*** Opening of Dataset records ***

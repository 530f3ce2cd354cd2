//! Pure planning of one fleet pass and one child pass.
//!
//! The orchestrators read observed state, call into here, and apply the
//! returned plan. Nothing in this module touches the store.

use fleet_model::{
    matches, ChildKind, ChildRecord, ChildStatus, ConvergenceStatus, Fleet, FleetStatus, Instance,
    InstanceSpec, InstanceStatus, ObjectKey, ObjectKind, ObjectMeta, OwnerIdentity, Service,
};
use tracing::debug;

use crate::balancer::{self, plan_records, Creation, PlanPath, RecordPlan};
use crate::composer::expand;
use crate::error::ReconcileResult;
use crate::profile::KindProfile;
use crate::propagator::{resolve_broker_address, BrokerResolution, ProvisionAction};
use crate::IdentityAllocator;

/// Child records currently stored for a fleet.
#[derive(Debug, Clone, Default)]
pub struct ObservedChildren {
    /// Broker records and services, selected by `kind=broker`.
    pub brokers: Vec<ChildRecord>,
    pub services: Vec<Service>,

    pub schedulers: Vec<ChildRecord>,
    pub workers: Vec<ChildRecord>,
}

/// Everything a fleet pass has to apply, in order.
#[derive(Debug, Clone)]
pub struct FleetPlan {
    /// Broker objects to ensure before any other child is touched.
    pub broker: BrokerResolution,

    /// Broker objects the resolution no longer ensures, e.g. after a switch
    /// to an external broker. Deleting a record collects its instances.
    pub retired: Vec<ObjectKey>,

    pub schedulers: RecordPlan,
    pub workers: RecordPlan,

    /// Status to write once the plan is applied.
    pub status: FleetStatus,
}

impl FleetPlan {
    pub fn is_empty(&self) -> bool {
        self.retired.is_empty() && self.schedulers.is_empty() && self.workers.is_empty()
    }
}

/// Plans a fleet pass.
///
/// The broker address is resolved first; a configuration error there aborts
/// the pass before any record plan exists. Observed records that do not
/// carry this fleet's identity are ignored.
pub fn plan_fleet(fleet: &Fleet, observed: ObservedChildren) -> ReconcileResult<FleetPlan> {
    let broker = resolve_broker_address(fleet)?;
    let expansion = expand(fleet, &broker.address)?;
    let owner = OwnerIdentity::of(&fleet.metadata);

    let status = FleetStatus {
        broker_address: Some(broker.address.clone()),
        schedulers: count(&expansion.schedulers),
        workers: count(&expansion.workers),
        last_error: None,
        observed_generation: fleet.metadata.generation,
    };

    let schedulers = plan_records(
        expansion.schedulers,
        owned(observed.schedulers, &owner, ChildKind::Scheduler),
    );
    let workers = plan_records(
        expansion.workers,
        owned(observed.workers, &owner, ChildKind::Worker),
    );
    let retired = retired_broker_objects(&broker, &owner, &observed.brokers, &observed.services);

    Ok(FleetPlan {
        broker,
        retired,
        schedulers,
        workers,
        status,
    })
}

/// Status recording a configuration error on `fleet`.
///
/// Previously reported counts and address are kept.
pub fn failed_status(fleet: &Fleet, message: impl Into<String>) -> FleetStatus {
    FleetStatus {
        last_error: Some(message.into()),
        observed_generation: fleet.metadata.generation,
        ..fleet.status.clone()
    }
}

/// Owned broker objects that `broker` does not ensure, services first.
fn retired_broker_objects(
    broker: &BrokerResolution,
    owner: &OwnerIdentity,
    records: &[ChildRecord],
    services: &[Service],
) -> Vec<ObjectKey> {
    let ensured = |kind: ObjectKind, name: &str| {
        broker.actions.iter().any(|action| {
            let action_kind = match action {
                ProvisionAction::EnsureService(_) => ObjectKind::Service,
                ProvisionAction::EnsureRecord(_) => ObjectKind::Child,
            };
            action_kind == kind && action.name() == name
        })
    };

    let services = services
        .iter()
        .map(|service| (ObjectKind::Service, &service.metadata));
    let records = records
        .iter()
        .map(|record| (ObjectKind::Child, &record.metadata));

    services
        .chain(records)
        .filter(|(_, meta)| matches(meta, owner, ChildKind::Broker))
        .filter(|(kind, meta)| !ensured(*kind, meta.name.as_str()))
        .map(|(kind, meta)| ObjectKey::new(kind, meta.namespace.clone(), meta.name.clone()))
        .collect()
}

fn count(records: &[ChildRecord]) -> u32 {
    u32::try_from(records.len()).unwrap_or(u32::MAX)
}

fn owned(records: Vec<ChildRecord>, owner: &OwnerIdentity, kind: ChildKind) -> Vec<ChildRecord> {
    records
        .into_iter()
        .filter(|record| {
            let mine = matches(&record.metadata, owner, kind);
            if !mine {
                debug!(record = %record.metadata.name, owner = %owner, "ignoring foreign record");
            }
            mine
        })
        .collect()
}

/// Everything a child pass has to apply, in order.
#[derive(Debug, Clone, PartialEq)]
pub struct ChildPlan {
    pub path: PlanPath,

    /// Applied first.
    pub to_delete: Vec<Instance>,

    /// Fully materialized, applied after deletions.
    pub to_create: Vec<Instance>,

    /// Status to write once the plan is applied.
    pub status: ChildStatus,
}

impl ChildPlan {
    pub fn is_empty(&self) -> bool {
        self.to_delete.is_empty() && self.to_create.is_empty()
    }
}

/// Plans a child pass for a stored `record`.
///
/// `observed` may contain instances of other owners; they are filtered out
/// and never planned for deletion.
pub fn plan_child(
    record: &ChildRecord,
    observed: Vec<Instance>,
    allocator: &mut IdentityAllocator,
) -> ReconcileResult<ChildPlan> {
    let kind = record.kind();
    let profile = KindProfile::of(kind);
    let owner = OwnerIdentity::of(&record.metadata);

    let mine: Vec<Instance> = observed
        .into_iter()
        .filter(|instance| matches(&instance.metadata, &owner, kind))
        .collect();

    let desired = record.spec.replicas as usize;
    let plan = balancer::plan(
        desired,
        &record.spec.template,
        mine,
        &record.metadata.name,
        profile.identity_style,
        allocator,
    );

    let to_create = plan
        .to_create
        .iter()
        .map(|creation| materialize(record, creation))
        .collect::<ReconcileResult<Vec<_>>>()?;

    let convergence = match plan.path {
        PlanPath::Steady => ConvergenceStatus::Converged,
        PlanPath::Scale => ConvergenceStatus::Converging,
        PlanPath::Drift => ConvergenceStatus::Diverged,
    };

    let broker_address = (kind == ChildKind::Broker)
        .then(|| record.spec.template.broker_address.clone())
        .filter(|address| !address.is_empty());

    Ok(ChildPlan {
        path: plan.path,
        to_delete: plan.to_delete,
        to_create,
        status: ChildStatus {
            replicas: record.spec.replicas,
            convergence,
            broker_address,
        },
    })
}

/// Builds the instance for `creation`, labelled and owned by `record`.
pub fn materialize(record: &ChildRecord, creation: &Creation) -> ReconcileResult<Instance> {
    let kind = record.kind();
    let owner = OwnerIdentity::of(&record.metadata);
    let labels = match creation.index {
        Some(index) => owner.indexed_labels(kind, index),
        None => owner.labels(kind),
    };

    let mut metadata = ObjectMeta::new(creation.name.clone(), record.metadata.namespace.clone())
        .with_labels(labels);
    metadata.set_owner(ObjectKind::Child, &record.metadata)?;

    Ok(Instance {
        metadata,
        spec: InstanceSpec {
            containers: vec![KindProfile::of(kind).container(&record.spec.template)],
        },
        status: InstanceStatus::default(),
    })
}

*** Close of Dataset records ***

Give back the data exactly.

▸ **Response to the task**
repository 530f3ce2cd354cd2
//! Pure planning of one fleet pass and one child pass.
//!
//! The orchestrators read observed state, call into here, and apply the
//! returned plan. Nothing in this module touches the store.

use fleet_model::{
    matches, ChildKind, ChildRecord, ChildStatus, ConvergenceStatus, Fleet, FleetStatus, Instance,
    InstanceSpec, InstanceStatus, ObjectKey, ObjectKind, ObjectMeta, OwnerIdentity, Service,
};
use tracing::debug;

use crate::balancer::{self, plan_records, Creation, PlanPath, RecordPlan};
use crate::composer::expand;
use crate::error::ReconcileResult;
use crate::profile::KindProfile;
use crate::propagator::{resolve_broker_address, BrokerResolution, ProvisionAction};
use crate::IdentityAllocator;

/// Child records currently stored for a fleet.
#[derive(Debug, Clone, Default)]
pub struct ObservedChildren {
    /// Broker records and services, selected by `kind=broker`.
    pub brokers: Vec<ChildRecord>,
    pub services: Vec<Service>,

    pub schedulers: Vec<ChildRecord>,
    pub workers: Vec<ChildRecord>,
}

/// Everything a fleet pass has to apply, in order.
#[derive(Debug, Clone)]
pub struct FleetPlan {
    /// Broker objects to ensure before any other child is touched.
    pub broker: BrokerResolution,

    /// Broker objects the resolution no longer ensures, e.g. after a switch
    /// to an external broker. Deleting a record collects its instances.
    pub retired: Vec<ObjectKey>,

    pub schedulers: RecordPlan,
    pub workers: RecordPlan,

    /// Status to write once the plan is applied.
    pub status: FleetStatus,
}

impl FleetPlan {
    pub fn is_empty(&self) -> bool {
        self.retired.is_empty() && self.schedulers.is_empty() && self.workers.is_empty()
    }
}

/// Plans a fleet pass.
///
/// The broker address is resolved first; a configuration error there aborts
/// the pass before any record plan exists. Observed records that do not
/// carry this fleet's identity are ignored.
pub fn plan_fleet(fleet: &Fleet, observed: ObservedChildren) -> ReconcileResult<FleetPlan> {
    let broker = resolve_broker_address(fleet)?;
    let expansion = expand(fleet, &broker.address)?;
    let owner = OwnerIdentity::of(&fleet.metadata);

    let status = FleetStatus {
        broker_address: Some(broker.address.clone()),
        schedulers: count(&expansion.schedulers),
        workers: count(&expansion.workers),
        last_error: None,
        observed_generation: fleet.metadata.generation,
    };

    let schedulers = plan_records(
        expansion.schedulers,
        owned(observed.schedulers, &owner, ChildKind::Scheduler),
    );
    let workers = plan_records(
        expansion.workers,
        owned(observed.workers, &owner, ChildKind::Worker),
    );
    let retired = retired_broker_objects(&broker, &owner, &observed.brokers, &observed.services);

    Ok(FleetPlan {
        broker,
        retired,
        schedulers,
        workers,
        status,
    })
}

/// Status recording a configuration error on `fleet`.
///
/// Previously reported counts and address are kept.
pub fn failed_status(fleet: &Fleet, message: impl Into<String>) -> FleetStatus {
    FleetStatus {
        last_error: Some(message.into()),
        observed_generation: fleet.metadata.generation,
        ..fleet.status.clone()
    }
}

/// Owned broker objects that `broker` does not ensure, services first.
fn retired_broker_objects(
    broker: &BrokerResolution,
    owner: &OwnerIdentity,
    records: &[ChildRecord],
    services: &[Service],
) -> Vec<ObjectKey> {
    let ensured = |kind: ObjectKind, name: &str| {
        broker.actions.iter().any(|action| {
            let action_kind = match action {
                ProvisionAction::EnsureService(_) => ObjectKind::Service,
                ProvisionAction::EnsureRecord(_) => ObjectKind::Child,
            };
            action_kind == kind && action.name() == name
        })
    };

    let services = services
        .iter()
        .map(|service| (ObjectKind::Service, &service.metadata));
    let records = records
        .iter()
        .map(|record| (ObjectKind::Child, &record.metadata));

    services
        .chain(records)
        .filter(|(_, meta)| matches(meta, owner, ChildKind::Broker))
        .filter(|(kind, meta)| !ensured(*kind, meta.name.as_str()))
        .map(|(kind, meta)| ObjectKey::new(kind, meta.namespace.clone(), meta.name.clone()))
        .collect()
}

fn count(records: &[ChildRecord]) -> u32 {
    u32::try_from(records.len()).unwrap_or(u32::MAX)
}

fn owned(records: Vec<ChildRecord>, owner: &OwnerIdentity, kind: ChildKind) -> Vec<ChildRecord> {
    records
        .into_iter()
        .filter(|record| {
            let mine = matches(&record.metadata, owner, kind);
            if !mine {
                debug!(record = %record.metadata.name, owner = %owner, "ignoring foreign record");
            }
            mine
        })
        .collect()
}

/// Everything a child pass has to apply, in order.
#[derive(Debug, Clone, PartialEq)]
pub struct ChildPlan {
    pub path: PlanPath,

    /// Applied first.
    pub to_delete: Vec<Instance>,

    /// Fully materialized, applied after deletions.
    pub to_create: Vec<Instance>,

    /// Status to write once the plan is applied.
    pub status: ChildStatus,
}

impl ChildPlan {
    pub fn is_empty(&self) -> bool {
        self.to_delete.is_empty() && self.to_create.is_empty()
    }
}

/// Plans a child pass for a stored `record`.
///
/// `observed` may contain instances of other owners; they are filtered out
/// and never planned for deletion.
pub fn plan_child(
    record: &ChildRecord,
    observed: Vec<Instance>,
    allocator: &mut IdentityAllocator,
) -> ReconcileResult<ChildPlan> {
    let kind = record.kind();
    let profile = KindProfile::of(kind);
    let owner = OwnerIdentity::of(&record.metadata);

    let mine: Vec<Instance> = observed
        .into_iter()
        .filter(|instance| matches(&instance.metadata, &owner, kind))
        .collect();

    let desired = record.spec.replicas as usize;
    let plan = balancer::plan(
        desired,
        &record.spec.template,
        mine,
        &record.metadata.name,
        profile.identity_style,
        allocator,
    );

    let to_create = plan
        .to_create
        .iter()
        .map(|creation| materialize(record, creation))
        .collect::<ReconcileResult<Vec<_>>>()?;

    let convergence = match plan.path {
        PlanPath::Steady => ConvergenceStatus::Converged,
        PlanPath::Scale => ConvergenceStatus::Converging,
        PlanPath::Drift => ConvergenceStatus::Diverged,
    };

    let broker_address = (kind == ChildKind::Broker)
        .then(|| record.spec.template.broker_address.clone())
        .filter(|address| !address.is_empty());

    Ok(ChildPlan {
        path: plan.path,
        to_delete: plan.to_delete,
        to_create,
        status: ChildStatus {
            replicas: record.spec.replicas,
            convergence,
            broker_address,
        },
    })
}

/// Builds the instance for `creation`, labelled and owned by `record`.
pub fn materialize(record: &ChildRecord, creation: &Creation) -> ReconcileResult<Instance> {
    let kind = record.kind();
    let owner = OwnerIdentity::of(&record.metadata);
    let labels = match creation.index {
        Some(index) => owner.indexed_labels(kind, index),
        None => owner.labels(kind),
    };

    let mut metadata = ObjectMeta::new(creation.name.clone(), record.metadata.namespace.clone())
        .with_labels(labels);
    metadata.set_owner(ObjectKind::Child, &record.metadata)?;

    Ok(Instance {
        metadata,
        spec: InstanceSpec {
            containers: vec![KindProfile::of(kind).container(&record.spec.template)],
        },
        status: InstanceStatus::default(),
    })
}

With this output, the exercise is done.